Given records
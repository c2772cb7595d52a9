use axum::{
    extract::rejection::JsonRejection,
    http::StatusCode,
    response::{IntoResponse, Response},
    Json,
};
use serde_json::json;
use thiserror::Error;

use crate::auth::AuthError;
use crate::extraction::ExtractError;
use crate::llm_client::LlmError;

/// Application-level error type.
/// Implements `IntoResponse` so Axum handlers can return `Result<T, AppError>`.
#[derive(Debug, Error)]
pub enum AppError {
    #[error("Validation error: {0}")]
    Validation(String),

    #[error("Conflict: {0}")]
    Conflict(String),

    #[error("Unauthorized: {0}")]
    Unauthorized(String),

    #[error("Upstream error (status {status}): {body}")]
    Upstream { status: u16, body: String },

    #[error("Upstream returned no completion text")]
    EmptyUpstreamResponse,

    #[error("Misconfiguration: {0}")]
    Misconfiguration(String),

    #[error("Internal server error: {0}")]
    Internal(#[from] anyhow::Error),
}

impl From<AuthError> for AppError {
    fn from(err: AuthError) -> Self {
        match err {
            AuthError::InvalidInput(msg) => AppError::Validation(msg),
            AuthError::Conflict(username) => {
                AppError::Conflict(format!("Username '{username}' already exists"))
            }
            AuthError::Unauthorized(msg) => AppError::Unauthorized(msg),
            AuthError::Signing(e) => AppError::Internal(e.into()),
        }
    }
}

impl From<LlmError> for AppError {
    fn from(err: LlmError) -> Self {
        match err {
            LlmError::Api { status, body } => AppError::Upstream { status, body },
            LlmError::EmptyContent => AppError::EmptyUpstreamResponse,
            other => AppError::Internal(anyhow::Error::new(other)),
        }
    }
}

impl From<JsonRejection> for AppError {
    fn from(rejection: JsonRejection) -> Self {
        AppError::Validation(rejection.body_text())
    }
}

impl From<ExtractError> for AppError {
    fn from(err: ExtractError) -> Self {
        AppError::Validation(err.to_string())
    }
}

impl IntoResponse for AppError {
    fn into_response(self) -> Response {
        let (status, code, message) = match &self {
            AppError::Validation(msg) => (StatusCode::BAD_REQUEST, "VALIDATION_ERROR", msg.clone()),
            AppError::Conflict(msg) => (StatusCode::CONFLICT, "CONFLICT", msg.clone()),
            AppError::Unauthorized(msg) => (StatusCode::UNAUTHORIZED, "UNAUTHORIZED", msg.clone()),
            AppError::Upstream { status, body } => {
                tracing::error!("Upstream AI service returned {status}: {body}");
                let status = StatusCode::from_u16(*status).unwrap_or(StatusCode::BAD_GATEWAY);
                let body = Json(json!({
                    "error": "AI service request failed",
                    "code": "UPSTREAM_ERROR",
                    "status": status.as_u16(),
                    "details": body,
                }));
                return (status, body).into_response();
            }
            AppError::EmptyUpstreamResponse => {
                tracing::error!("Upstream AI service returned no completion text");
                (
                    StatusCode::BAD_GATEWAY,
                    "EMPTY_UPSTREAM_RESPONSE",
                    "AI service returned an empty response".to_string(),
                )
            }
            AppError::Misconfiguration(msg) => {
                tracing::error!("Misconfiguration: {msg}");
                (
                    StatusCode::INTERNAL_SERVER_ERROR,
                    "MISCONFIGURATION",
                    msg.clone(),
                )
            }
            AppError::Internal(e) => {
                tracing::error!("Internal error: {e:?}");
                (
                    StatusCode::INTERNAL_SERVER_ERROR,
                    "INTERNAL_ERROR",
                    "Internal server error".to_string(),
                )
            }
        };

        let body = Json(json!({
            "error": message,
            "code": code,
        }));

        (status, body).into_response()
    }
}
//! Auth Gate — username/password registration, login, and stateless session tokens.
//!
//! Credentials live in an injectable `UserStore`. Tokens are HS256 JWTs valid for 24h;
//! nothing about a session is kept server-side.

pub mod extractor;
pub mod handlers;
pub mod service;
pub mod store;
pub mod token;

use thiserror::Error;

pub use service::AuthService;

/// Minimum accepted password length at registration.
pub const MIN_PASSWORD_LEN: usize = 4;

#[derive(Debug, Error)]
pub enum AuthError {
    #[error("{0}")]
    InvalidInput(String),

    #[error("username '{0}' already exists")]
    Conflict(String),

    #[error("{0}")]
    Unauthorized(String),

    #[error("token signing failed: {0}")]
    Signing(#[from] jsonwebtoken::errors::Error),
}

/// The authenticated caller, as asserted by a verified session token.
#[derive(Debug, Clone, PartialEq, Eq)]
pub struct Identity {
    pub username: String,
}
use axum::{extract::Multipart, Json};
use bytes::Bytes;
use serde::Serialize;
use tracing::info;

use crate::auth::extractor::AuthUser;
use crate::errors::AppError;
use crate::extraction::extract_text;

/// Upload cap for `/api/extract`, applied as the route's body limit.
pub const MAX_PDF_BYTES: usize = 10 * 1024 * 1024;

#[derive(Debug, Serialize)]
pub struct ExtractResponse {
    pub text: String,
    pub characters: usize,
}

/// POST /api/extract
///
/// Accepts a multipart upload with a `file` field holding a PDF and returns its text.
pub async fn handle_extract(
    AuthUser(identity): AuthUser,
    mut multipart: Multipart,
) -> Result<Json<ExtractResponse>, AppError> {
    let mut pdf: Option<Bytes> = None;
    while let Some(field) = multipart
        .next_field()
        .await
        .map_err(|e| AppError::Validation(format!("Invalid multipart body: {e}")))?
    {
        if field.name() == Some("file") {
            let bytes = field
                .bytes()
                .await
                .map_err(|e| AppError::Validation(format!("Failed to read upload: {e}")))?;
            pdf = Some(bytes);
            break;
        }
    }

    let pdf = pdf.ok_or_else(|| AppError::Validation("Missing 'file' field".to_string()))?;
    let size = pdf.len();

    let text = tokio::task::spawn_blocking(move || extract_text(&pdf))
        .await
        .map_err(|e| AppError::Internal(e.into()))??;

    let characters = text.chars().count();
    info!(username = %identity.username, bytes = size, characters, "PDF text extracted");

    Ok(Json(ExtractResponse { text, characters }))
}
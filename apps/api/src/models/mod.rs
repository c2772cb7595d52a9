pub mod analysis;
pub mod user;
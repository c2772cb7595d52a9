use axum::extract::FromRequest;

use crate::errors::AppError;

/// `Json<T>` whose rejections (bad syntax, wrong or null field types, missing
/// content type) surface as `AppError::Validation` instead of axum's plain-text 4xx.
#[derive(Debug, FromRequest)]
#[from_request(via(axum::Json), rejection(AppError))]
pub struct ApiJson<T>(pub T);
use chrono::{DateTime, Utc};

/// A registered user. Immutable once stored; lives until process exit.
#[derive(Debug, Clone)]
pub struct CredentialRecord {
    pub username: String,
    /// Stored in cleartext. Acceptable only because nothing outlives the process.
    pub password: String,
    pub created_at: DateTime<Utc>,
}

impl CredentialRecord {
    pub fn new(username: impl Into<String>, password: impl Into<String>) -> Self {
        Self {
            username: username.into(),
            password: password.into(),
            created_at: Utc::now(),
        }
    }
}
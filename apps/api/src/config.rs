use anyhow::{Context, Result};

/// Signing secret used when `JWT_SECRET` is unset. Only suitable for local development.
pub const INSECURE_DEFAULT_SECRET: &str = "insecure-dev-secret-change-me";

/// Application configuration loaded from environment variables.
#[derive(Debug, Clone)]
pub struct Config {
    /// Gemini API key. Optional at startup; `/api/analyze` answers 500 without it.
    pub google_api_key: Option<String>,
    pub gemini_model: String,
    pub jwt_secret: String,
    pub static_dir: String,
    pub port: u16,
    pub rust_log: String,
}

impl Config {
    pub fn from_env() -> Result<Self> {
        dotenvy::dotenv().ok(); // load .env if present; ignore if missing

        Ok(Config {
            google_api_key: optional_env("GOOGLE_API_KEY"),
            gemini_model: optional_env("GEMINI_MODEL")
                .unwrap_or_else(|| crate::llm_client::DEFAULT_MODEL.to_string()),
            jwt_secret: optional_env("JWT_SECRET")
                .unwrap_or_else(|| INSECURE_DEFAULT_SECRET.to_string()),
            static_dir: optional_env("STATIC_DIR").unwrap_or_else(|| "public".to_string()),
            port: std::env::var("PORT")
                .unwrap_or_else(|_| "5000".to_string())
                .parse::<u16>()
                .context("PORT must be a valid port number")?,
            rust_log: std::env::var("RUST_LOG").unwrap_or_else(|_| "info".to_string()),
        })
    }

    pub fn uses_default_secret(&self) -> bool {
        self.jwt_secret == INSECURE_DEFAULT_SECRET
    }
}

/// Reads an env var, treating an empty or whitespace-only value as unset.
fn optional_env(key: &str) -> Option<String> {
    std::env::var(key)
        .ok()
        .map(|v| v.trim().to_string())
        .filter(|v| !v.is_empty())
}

...

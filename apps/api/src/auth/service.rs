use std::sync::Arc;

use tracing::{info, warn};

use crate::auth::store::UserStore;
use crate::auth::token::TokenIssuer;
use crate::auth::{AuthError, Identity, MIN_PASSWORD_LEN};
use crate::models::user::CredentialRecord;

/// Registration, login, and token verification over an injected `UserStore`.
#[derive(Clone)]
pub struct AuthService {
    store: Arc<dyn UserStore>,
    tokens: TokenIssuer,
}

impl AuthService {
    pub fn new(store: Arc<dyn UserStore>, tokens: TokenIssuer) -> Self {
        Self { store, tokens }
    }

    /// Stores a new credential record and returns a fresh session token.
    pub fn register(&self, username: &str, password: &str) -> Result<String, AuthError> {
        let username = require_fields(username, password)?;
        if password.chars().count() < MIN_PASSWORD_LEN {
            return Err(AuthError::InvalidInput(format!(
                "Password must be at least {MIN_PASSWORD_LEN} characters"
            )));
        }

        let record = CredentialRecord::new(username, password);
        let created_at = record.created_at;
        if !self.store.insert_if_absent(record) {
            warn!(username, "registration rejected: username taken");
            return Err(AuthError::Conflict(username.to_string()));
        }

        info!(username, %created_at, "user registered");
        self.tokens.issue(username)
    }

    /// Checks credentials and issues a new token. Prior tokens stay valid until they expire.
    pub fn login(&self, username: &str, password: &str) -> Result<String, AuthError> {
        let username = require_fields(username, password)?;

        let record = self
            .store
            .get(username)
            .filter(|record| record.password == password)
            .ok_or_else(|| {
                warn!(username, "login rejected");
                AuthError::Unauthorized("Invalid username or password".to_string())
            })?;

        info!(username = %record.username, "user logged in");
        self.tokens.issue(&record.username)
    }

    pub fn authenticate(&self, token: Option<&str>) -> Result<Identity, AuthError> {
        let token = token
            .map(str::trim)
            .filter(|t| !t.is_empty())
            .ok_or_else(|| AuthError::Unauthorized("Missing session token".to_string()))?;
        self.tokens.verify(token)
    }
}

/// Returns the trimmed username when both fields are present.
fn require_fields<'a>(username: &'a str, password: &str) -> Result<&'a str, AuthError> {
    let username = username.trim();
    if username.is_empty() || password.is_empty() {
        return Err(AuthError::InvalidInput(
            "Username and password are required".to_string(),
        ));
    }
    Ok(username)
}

Task instructions
Wherever the string "nothing" occurs in the records above, copy that line.

Result for this exercise
//! nothing about a session is kept server-side.
    /// Stored in cleartext. Acceptable only because nothing outlives the process.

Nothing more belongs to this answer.